The battle has raged since the Wisconsin Department of Transportation proposed expanding the I-94 East-West corridor between the Zoo and Marquette Interchanges. A coalition of groups sued to stop the expansion.
"We don't need a massive expanded project that benefits only one segment of the community. We need reasonable alternatives that includes public transportation," said Karyn Rotker, ACLU attorney.
Governor Scott Walker omitted funding for the project in his proposed budget.
"We wanted to make sure we didn't end up putting money in an area that it could get caught up in not just the debate, but potentially in court," said Governor Walker.
The Wisconsin Legislature didn't put it back in, and last week, the federal government accepted the state's request to rescind authorization for the project.
Coalition members are elated.
"We're here today to celebrate the federal government taking the first step to formally rescind their approval of the expansion of the I-94 corridor," said Elizabeth Ward, Sierra Club.
Steve Baas, with the Metropolitan Milwaukee Association of Commerce (MMAC), is frustrated that the expansion project has died.
"A lot of people think this may be a way to increase transit options through the region, but MillerCoors isn't going to move its beer on the bus and Palermo's isn't going to move its pizza to market on a streetcar.
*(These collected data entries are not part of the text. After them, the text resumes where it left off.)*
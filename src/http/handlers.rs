//! Request handlers for the drawing surface and route layer.

use std::sync::{Arc, Mutex};

use axum::extract::{Path as UrlPath, State};
use axum::http::{HeaderMap, StatusCode};
use axum::Json;
use serde::{Deserialize, Serialize};

use crate::config::MapConfig;
use crate::drawing::{DrawingSurface, SketchPad};
use crate::geo::{Coordinate, Feature, FeatureCollection, Geometry};
use crate::http::request::request_id;
use crate::http::response::ApiError;
use crate::render::{InMemoryMap, ROUTE_ID};

/// Application state injected into handlers.
#[derive(Clone)]
pub struct AppState {
    pub surface: Arc<SketchPad>,
    pub map: Arc<Mutex<InMemoryMap>>,
    pub map_config: Arc<MapConfig>,
}

/// Body of create and update requests.
#[derive(Debug, Clone, Deserialize, Serialize)]
pub struct DrawRequest {
    pub coordinates: Vec<Coordinate>,
}

pub async fn health() -> &'static str {
    "ok"
}

pub async fn list_features(State(state): State<AppState>) -> Json<FeatureCollection> {
    Json(state.surface.feature_collection())
}

pub async fn create_feature(
    State(state): State<AppState>,
    headers: HeaderMap,
    Json(body): Json<DrawRequest>,
) -> Result<(StatusCode, Json<Feature>), ApiError> {
    let feature = state.surface.create_line(body.coordinates)?;
    tracing::info!(
        request_id = %request_id(&headers),
        feature_id = %feature.id,
        "Line drawn"
    );
    Ok((StatusCode::CREATED, Json(feature)))
}

pub async fn update_feature(
    State(state): State<AppState>,
    UrlPath(id): UrlPath<String>,
    headers: HeaderMap,
    Json(body): Json<DrawRequest>,
) -> Result<Json<Feature>, ApiError> {
    let feature = state.surface.update_line(&id, body.coordinates)?;
    tracing::info!(
        request_id = %request_id(&headers),
        feature_id = %feature.id,
        "Line edited"
    );
    Ok(Json(feature))
}

pub async fn delete_feature(
    State(state): State<AppState>,
    UrlPath(id): UrlPath<String>,
    headers: HeaderMap,
) -> Result<StatusCode, ApiError> {
    state.surface.delete(&id)?;
    tracing::info!(request_id = %request_id(&headers), feature_id = %id, "Line trashed");
    Ok(StatusCode::NO_CONTENT)
}

/// Geometry of the current route layer.
pub async fn get_route(State(state): State<AppState>) -> Result<Json<Geometry>, ApiError> {
    let map = state.map.lock().unwrap_or_else(|poisoned| poisoned.into_inner());
    map.source(ROUTE_ID)
        .map(|source| Json(source.data.clone()))
        .ok_or(ApiError::NoRoute)
}

pub async fn get_map(State(state): State<AppState>) -> Json<MapConfig> {
    Json(state.map_config.as_ref().clone())
}
//! Minimal GeoJSON types used by the drawing surface and the map.

use serde::{Deserialize, Serialize};

use crate::geo::types::{Coordinate, Path};

/// GeoJSON geometry, tagged by its `type` member.
#[derive(Debug, Clone, PartialEq, Serialize, Deserialize)]
#[serde(tag = "type")]
pub enum Geometry {
    Point { coordinates: Coordinate },
    LineString { coordinates: Vec<Coordinate> },
    Polygon { coordinates: Vec<Vec<Coordinate>> },
}

impl Geometry {
    /// GeoJSON type name.
    pub fn kind(&self) -> &'static str {
        match self {
            Geometry::Point { .. } => "Point",
            Geometry::LineString { .. } => "LineString",
            Geometry::Polygon { .. } => "Polygon",
        }
    }

    /// The path of a LineString, `None` for any other geometry.
    pub fn as_path(&self) -> Option<Path> {
        match self {
            Geometry::LineString { coordinates } => Some(Path::new(coordinates.clone())),
            _ => None,
        }
    }
}

#[derive(Debug, Clone, Copy, PartialEq, Eq, Default, Serialize, Deserialize)]
pub enum FeatureTag {
    #[default]
    Feature,
}

#[derive(Debug, Clone, Copy, PartialEq, Eq, Default, Serialize, Deserialize)]
pub enum CollectionTag {
    #[default]
    FeatureCollection,
}

/// A single drawn object.
#[derive(Debug, Clone, PartialEq, Serialize, Deserialize)]
pub struct Feature {
    #[serde(rename = "type", default)]
    pub tag: FeatureTag,
    pub id: String,
    #[serde(default)]
    pub properties: serde_json::Map<String, serde_json::Value>,
    pub geometry: Geometry,
}

impl Feature {
    pub fn new(id: impl Into<String>, geometry: Geometry) -> Self {
        Self {
            tag: FeatureTag::Feature,
            id: id.into(),
            properties: serde_json::Map::new(),
            geometry,
        }
    }

    pub fn line(id: impl Into<String>, coordinates: Vec<Coordinate>) -> Self {
        Self::new(id, Geometry::LineString { coordinates })
    }
}

/// All features currently held by a drawing surface, in insertion order.
#[derive(Debug, Clone, PartialEq, Default, Serialize, Deserialize)]
pub struct FeatureCollection {
    #[serde(rename = "type", default)]
    pub tag: CollectionTag,
    pub features: Vec<Feature>,
}

impl FeatureCollection {
    pub fn new(features: Vec<Feature>) -> Self {
        Self {
            tag: CollectionTag::FeatureCollection,
            features,
        }
    }

    /// The most recently added or updated feature.
    pub fn last(&self) -> Option<&Feature> {
        self.features.last()
    }

    pub fn is_empty(&self) -> bool {
        self.features.is_empty()
    }
}
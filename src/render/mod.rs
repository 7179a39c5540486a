//! Route rendering subsystem.
//!
//! # Data Flow
//! ```text
//! MatchedGeometry
//!     → renderer.rs (has_source("route")? decide by RenderPolicy)
//!     → map.rs (remove-layer / remove-source / add-layer)
//!     → at most one "route" layer on the map
//! ```

pub mod map;
pub mod renderer;

pub use map::{InMemoryMap, LayerSpec, MapError, MapSurface, SourceSpec};
pub use renderer::{RenderOutcome, RenderPolicy, RouteRenderer, RouteState, ROUTE_ID};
This is a hugely important economic corridor for moving goods, as well as people," Baas said.
So, what's the alternative? Resurfacing.
"Fix the highway without expansion and invest in a modern rapid transit network that better connects people," said Emma Fisher with WISPIRG.
"Resurfacing will cost tens of millions of dollars and will essentially put a patch over a stretch of highway that will then not be improved. It will essentially be like putting a coat of paint over rotting wood," said Baas.
Baas also says the I-94 section in question is a choke point between the two interchanges taxpayers have spent billions on. The coalition says mega highways are outdated.